[THE DATA Boundary: Start]

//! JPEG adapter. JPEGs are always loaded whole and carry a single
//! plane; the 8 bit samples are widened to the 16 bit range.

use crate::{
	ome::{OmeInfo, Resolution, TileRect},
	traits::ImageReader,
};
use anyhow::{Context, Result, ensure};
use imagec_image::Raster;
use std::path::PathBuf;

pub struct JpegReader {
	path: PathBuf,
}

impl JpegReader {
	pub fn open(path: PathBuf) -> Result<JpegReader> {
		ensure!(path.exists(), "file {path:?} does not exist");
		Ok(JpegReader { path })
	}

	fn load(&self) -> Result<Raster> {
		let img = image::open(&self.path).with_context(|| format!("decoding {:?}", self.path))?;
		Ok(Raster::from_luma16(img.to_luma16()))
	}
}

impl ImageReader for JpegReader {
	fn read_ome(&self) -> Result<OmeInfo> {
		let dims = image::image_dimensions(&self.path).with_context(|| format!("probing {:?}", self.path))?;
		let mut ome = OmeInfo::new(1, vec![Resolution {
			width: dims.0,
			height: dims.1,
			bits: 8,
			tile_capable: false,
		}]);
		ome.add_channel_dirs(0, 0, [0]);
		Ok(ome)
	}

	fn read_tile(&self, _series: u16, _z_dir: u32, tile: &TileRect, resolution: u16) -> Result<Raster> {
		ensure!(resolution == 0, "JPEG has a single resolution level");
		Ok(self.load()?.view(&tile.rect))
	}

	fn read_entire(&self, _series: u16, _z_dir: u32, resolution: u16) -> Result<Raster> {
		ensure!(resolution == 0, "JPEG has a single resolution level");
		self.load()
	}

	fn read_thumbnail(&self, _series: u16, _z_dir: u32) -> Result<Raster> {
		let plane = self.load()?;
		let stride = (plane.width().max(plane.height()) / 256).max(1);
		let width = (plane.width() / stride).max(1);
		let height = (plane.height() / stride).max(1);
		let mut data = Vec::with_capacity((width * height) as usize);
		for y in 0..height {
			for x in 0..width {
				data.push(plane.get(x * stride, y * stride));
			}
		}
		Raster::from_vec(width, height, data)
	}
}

[THE DATA Boundary: End]
[THE DATA Boundary: Start]

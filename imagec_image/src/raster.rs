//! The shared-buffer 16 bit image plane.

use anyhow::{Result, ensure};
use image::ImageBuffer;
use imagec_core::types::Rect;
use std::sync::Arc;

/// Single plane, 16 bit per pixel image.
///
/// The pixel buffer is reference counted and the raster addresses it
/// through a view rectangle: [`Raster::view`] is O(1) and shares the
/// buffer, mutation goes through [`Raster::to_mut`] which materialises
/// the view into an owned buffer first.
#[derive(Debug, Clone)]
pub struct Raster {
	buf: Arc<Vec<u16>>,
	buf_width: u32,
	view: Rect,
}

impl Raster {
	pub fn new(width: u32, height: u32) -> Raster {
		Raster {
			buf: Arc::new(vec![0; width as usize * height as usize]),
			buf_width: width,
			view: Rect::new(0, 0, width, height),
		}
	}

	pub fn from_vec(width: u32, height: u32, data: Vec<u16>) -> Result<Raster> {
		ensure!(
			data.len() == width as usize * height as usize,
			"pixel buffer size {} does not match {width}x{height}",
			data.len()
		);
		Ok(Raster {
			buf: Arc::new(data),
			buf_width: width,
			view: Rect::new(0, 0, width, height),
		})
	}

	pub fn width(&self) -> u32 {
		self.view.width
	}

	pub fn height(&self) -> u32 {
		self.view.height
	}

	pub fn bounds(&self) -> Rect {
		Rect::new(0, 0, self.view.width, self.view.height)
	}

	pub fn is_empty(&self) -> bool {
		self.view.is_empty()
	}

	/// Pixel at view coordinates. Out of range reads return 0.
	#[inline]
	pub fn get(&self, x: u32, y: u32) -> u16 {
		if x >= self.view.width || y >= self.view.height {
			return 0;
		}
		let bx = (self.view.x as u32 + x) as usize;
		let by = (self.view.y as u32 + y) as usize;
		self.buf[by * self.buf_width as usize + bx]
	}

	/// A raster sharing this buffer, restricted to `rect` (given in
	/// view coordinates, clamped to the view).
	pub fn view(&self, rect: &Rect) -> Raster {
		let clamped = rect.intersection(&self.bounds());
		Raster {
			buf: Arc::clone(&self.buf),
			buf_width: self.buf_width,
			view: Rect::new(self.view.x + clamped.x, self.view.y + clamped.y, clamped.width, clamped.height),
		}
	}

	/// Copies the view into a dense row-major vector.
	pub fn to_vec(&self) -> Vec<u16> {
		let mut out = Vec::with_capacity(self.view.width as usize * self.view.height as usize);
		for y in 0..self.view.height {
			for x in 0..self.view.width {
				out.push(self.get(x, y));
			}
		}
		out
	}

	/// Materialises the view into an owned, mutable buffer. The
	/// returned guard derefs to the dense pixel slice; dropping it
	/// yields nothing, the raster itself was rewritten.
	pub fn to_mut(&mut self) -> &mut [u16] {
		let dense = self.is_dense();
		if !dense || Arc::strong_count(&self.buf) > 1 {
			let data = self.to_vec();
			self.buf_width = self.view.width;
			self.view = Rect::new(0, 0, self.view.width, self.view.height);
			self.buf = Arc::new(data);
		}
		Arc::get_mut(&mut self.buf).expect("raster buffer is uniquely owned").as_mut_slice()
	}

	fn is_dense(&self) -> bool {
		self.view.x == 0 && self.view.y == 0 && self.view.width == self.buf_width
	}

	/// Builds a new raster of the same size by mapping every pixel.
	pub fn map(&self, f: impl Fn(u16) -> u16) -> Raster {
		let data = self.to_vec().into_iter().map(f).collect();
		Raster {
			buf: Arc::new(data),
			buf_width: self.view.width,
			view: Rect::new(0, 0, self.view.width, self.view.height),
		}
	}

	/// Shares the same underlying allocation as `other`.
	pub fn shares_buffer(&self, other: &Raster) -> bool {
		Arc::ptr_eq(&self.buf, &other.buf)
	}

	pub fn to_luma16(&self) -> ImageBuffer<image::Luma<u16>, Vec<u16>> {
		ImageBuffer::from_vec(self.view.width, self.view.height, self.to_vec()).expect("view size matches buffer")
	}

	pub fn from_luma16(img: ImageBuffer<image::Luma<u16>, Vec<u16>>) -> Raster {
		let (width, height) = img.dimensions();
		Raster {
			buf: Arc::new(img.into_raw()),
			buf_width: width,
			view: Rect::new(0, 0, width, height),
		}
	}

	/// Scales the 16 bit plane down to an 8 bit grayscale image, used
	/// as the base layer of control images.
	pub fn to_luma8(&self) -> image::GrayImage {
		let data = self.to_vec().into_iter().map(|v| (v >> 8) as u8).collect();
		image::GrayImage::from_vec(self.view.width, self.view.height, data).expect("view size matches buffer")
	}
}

[THE DATA Boundary: End]
[THE DATA Boundary: Start]

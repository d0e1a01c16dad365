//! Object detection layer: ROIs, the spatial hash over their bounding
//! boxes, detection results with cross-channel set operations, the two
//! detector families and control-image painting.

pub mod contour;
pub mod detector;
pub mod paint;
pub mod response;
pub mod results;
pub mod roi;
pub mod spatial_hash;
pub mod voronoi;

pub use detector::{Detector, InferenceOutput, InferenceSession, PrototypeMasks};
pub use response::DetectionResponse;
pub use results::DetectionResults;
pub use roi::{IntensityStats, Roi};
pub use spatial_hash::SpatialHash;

[THE DATA Boundary: End]

* TASK INSTRUCTIONS:
Print exactly the lines above from the one with "carry a single" to the one with "use imagec_image::Raster;", including both.

* ANSWER SECTION:
//! JPEG adapter. JPEGs are always loaded whole and carry a single
//! plane; the 8 bit samples are widened to the 16 bit range.

use crate::{
	ome::{OmeInfo, Resolution, TileRect},
	traits::ImageReader,
};
use anyhow::{Context, Result, ensure};
use imagec_image::Raster;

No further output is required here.